If you have stakeholders, then having a planned monthly budget to keep kitchen equipment in working order will be a reassurance as opposed to delays on payments if you have had to pay out for costly emergency repairs.
Putting PPM in place will also save you money in energy bills. A study examining the consumption of electricity in the commercial kitchen found that poor levels of care significantly contribute to excessive energy use in refrigerators, while in some cases maintenance can deliver electricity savings of up to 45%.
2. Protect your reputation:
In the hospitality sector, reputation is absolutely everything. You don’t want to disappoint diners by taking off menu items because a piece of equipment isn’t working. With PPM in place, you will help to ensure that you are always in a position to wow your customers and keep ahead of the competition, which is especially important in these uncertain times. Again, if you have stakeholders, it is vital that you keep them feeling reassured in their investments.
3. Maximise Operations / Less downtime:
Every second a vital piece of equipment is not running; your establishment could be losing money. Avoid losing a profitable dinner service from an oven breaking down or having to throw away valuable stock because of a walk-in freezer malfunction. If you keep your assets properly maintained, then your kitchen can operate at capacity at all times without a break in service.

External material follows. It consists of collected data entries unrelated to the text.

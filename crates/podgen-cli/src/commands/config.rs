//! `podgen config`: inspect the tool configuration.

use serde_json::Value;

use crate::{
    cli::ConfigCommands,
    config::AppConfig,
    error::{CliError, CliResult},
    output::OutputManager,
};

pub fn execute(cmd: ConfigCommands, config: AppConfig, output: OutputManager) -> CliResult<()> {
    match cmd {
        ConfigCommands::Get { key } => output.raw(&lookup(&config, &key)?)?,
        ConfigCommands::List if output.is_json() => output.json(&config)?,
        ConfigCommands::List => {
            let text = toml::to_string_pretty(&config).map_err(|e| CliError::ConfigError {
                message: format!("cannot encode configuration: {e}"),
                source: Some(Box::new(e)),
            })?;
            output.header(&format!("# {}", AppConfig::config_path().display()))?;
            output.raw(&text)?;
        }
        ConfigCommands::Path => output.raw(&AppConfig::config_path().display().to_string())?,
    }
    Ok(())
}

/// Value of a dotted key such as `engine.binary`, as it would be written in
/// the config file. Only leaf values can be read.
fn lookup(config: &AppConfig, key: &str) -> CliResult<String> {
    let unknown = || CliError::ConfigError {
        message: format!("unknown configuration key '{key}'"),
        source: None,
    };

    let tree = serde_json::to_value(config)?;
    let value = key
        .split('.')
        .try_fold(&tree, |node, part| node.get(part))
        .ok_or_else(unknown)?;

    match value {
        Value::String(s) => Ok(s.clone()),
        Value::Bool(_) | Value::Number(_) => Ok(value.to_string()),
        _ => Err(unknown()),
    }
}
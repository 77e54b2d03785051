//! `podgen push`: log in, tag and push the built image.

use serde::Serialize;
use tracing::{info, instrument};

use podgen_adapters::PodmanEngine;
use podgen_core::application::{PublishService, PushPlan, PushReport};

use crate::{
    cli::PushArgs,
    commands::{load_settings, tag_resolver},
    config::AppConfig,
    error::{CliError, CliResult},
    output::OutputManager,
};

#[derive(Debug, Serialize)]
struct PushOutput<'a> {
    plan: &'a PushPlan,
    outcomes: Vec<OutcomeOutput<'a>>,
}

#[derive(Debug, Serialize)]
struct OutcomeOutput<'a> {
    tag: &'a str,
    reference: &'a str,
    pushed: bool,
    #[serde(skip_serializing_if = "Option::is_none")]
    error: Option<String>,
}

/// Push both tags of the configured image.
///
/// Dispatch sequence:
/// 1. Load the settings file
/// 2. `--dry-run`: resolve and print the plan, touch nothing
/// 3. Check the engine can be started
/// 4. Publish, reporting every tag separately
/// 5. Exit with the push failure code if any tag failed
#[instrument(skip_all)]
pub fn execute(args: PushArgs, config: AppConfig, output: OutputManager) -> CliResult<()> {
    let settings_path = config.settings_file(args.settings.settings.as_deref());
    let settings = load_settings(&settings_path)?;

    let engine = PodmanEngine::new(config.engine.binary.clone());

    if args.dry_run {
        let service = PublishService::new(Box::new(engine), tag_resolver(&settings_path));
        let plan = service.plan(&settings)?;
        return show_plan(&plan, &output);
    }

    engine.ensure_available()?;
    let service = PublishService::new(Box::new(engine), tag_resolver(&settings_path));

    let spinner = output.spinner(format!("Pushing {}", settings.name()));
    let result = service.publish(&settings);
    spinner.finish_and_clear();
    let report = result?;

    if output.is_json() {
        output.json(&push_output(&report))?;
    } else {
        for outcome in &report.outcomes {
            match &outcome.error {
                None => output.success(&format!("Pushed {}", outcome.reference))?,
                Some(e) => output.error(&format!("{}: {e}", outcome.reference))?,
            }
        }
    }

    if report.is_success() {
        info!(version = %report.plan.tags.version, "Push completed");
        return Ok(());
    }

    let mut suggestions: Vec<String> = Vec::new();
    for outcome in report.failures() {
        for suggestion in outcome.error.iter().flat_map(|e| e.suggestions()) {
            if !suggestions.contains(&suggestion) {
                suggestions.push(suggestion);
            }
        }
    }

    Err(CliError::PushFailed {
        failed: report.failures().count(),
        total: report.outcomes.len(),
        suggestions,
    })
}

fn show_plan(plan: &PushPlan, output: &OutputManager) -> CliResult<()> {
    if output.is_json() {
        return output.json(plan);
    }

    output.info(&format!(
        "Dry run: would push {} to {}",
        plan.local_image, plan.registry
    ))?;
    output.print(&format!(
        "  version tag: {} ({})",
        plan.tags.version, plan.tags.source
    ))?;
    for reference in &plan.references {
        output.print(&format!("  {reference}"))?;
    }
    Ok(())
}

fn push_output(report: &PushReport) -> PushOutput<'_> {
    PushOutput {
        plan: &report.plan,
        outcomes: report
            .outcomes
            .iter()
            .map(|o| OutcomeOutput {
                tag: o.tag.as_str(),
                reference: &o.reference,
                pushed: o.is_success(),
                error: o.error.as_ref().map(ToString::to_string),
            })
            .collect(),
    }
}

#[cfg(test)]
mod tests {
    use podgen_core::{
        application::{PushError, TagOutcome},
        domain::{Tag, TagPair, TagSource},
    };

    use super::*;

    fn report() -> PushReport {
        let tags = TagPair {
            version: Tag::versioned("abc1234"),
            latest: Tag::latest(),
            source: TagSource::Revision,
        };
        PushReport {
            plan: PushPlan {
                local_image: "web-terminal:latest".into(),
                registry: "docker.io".into(),
                tags: tags.clone(),
                references: vec![
                    "docker.io/alice/terminal:abc1234".into(),
                    "docker.io/alice/terminal:latest".into(),
                ],
            },
            outcomes: vec![
                TagOutcome {
                    tag: tags.version.clone(),
                    reference: "docker.io/alice/terminal:abc1234".into(),
                    error: None,
                },
                TagOutcome {
                    tag: tags.latest.clone(),
                    reference: "docker.io/alice/terminal:latest".into(),
                    error: Some(PushError::Network {
                        reason: "connection reset".into(),
                    }),
                },
            ],
        }
    }

    #[test]
    fn json_output_reports_each_tag() {
        let report = report();
        let value = serde_json::to_value(push_output(&report)).unwrap();

        let outcomes = value["outcomes"].as_array().unwrap();
        assert_eq!(outcomes.len(), 2);
        assert_eq!(outcomes[0]["pushed"], true);
        assert!(outcomes[0].get("error").is_none());
        assert_eq!(outcomes[1]["pushed"], false);
        assert!(
            outcomes[1]["error"]
                .as_str()
                .unwrap()
                .contains("connection reset")
        );
        assert_eq!(value["plan"]["tags"]["source"], "revision");
    }
}
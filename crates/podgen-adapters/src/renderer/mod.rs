//! Manifest renderers.

mod compose;
mod podmanfile;

pub use compose::ComposeRenderer;
pub use podmanfile::{PodmanfileRenderer, render_instruction, render_stage};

4. Improve workplace safety, compliance and hygiene standards:
Regular maintenance of all your kitchen equipment will ensure that it is operating correctly to keep your workforce and customers safe including GasSafe testing to ensure that your establishment remains compliant.
A recent study has suggested that there are more cases of food-born disease in the UK than previously thought. Adequate maintenance is essential to help meet the requirements of the Food Safety Act, and to ensure your cooking, hot holding, and chilling equipment is working correctly and won’t let you down and endanger your customers.
5. Increase Equipment Lifecycle:
By regularly servicing equipment, you are also extending its service lifecycle. The longer the asset is in service for the more money you’re saving in the long term. Regular servicing can identify and solve problems whilst they are small and fixable, which will prolong the life of your equipment.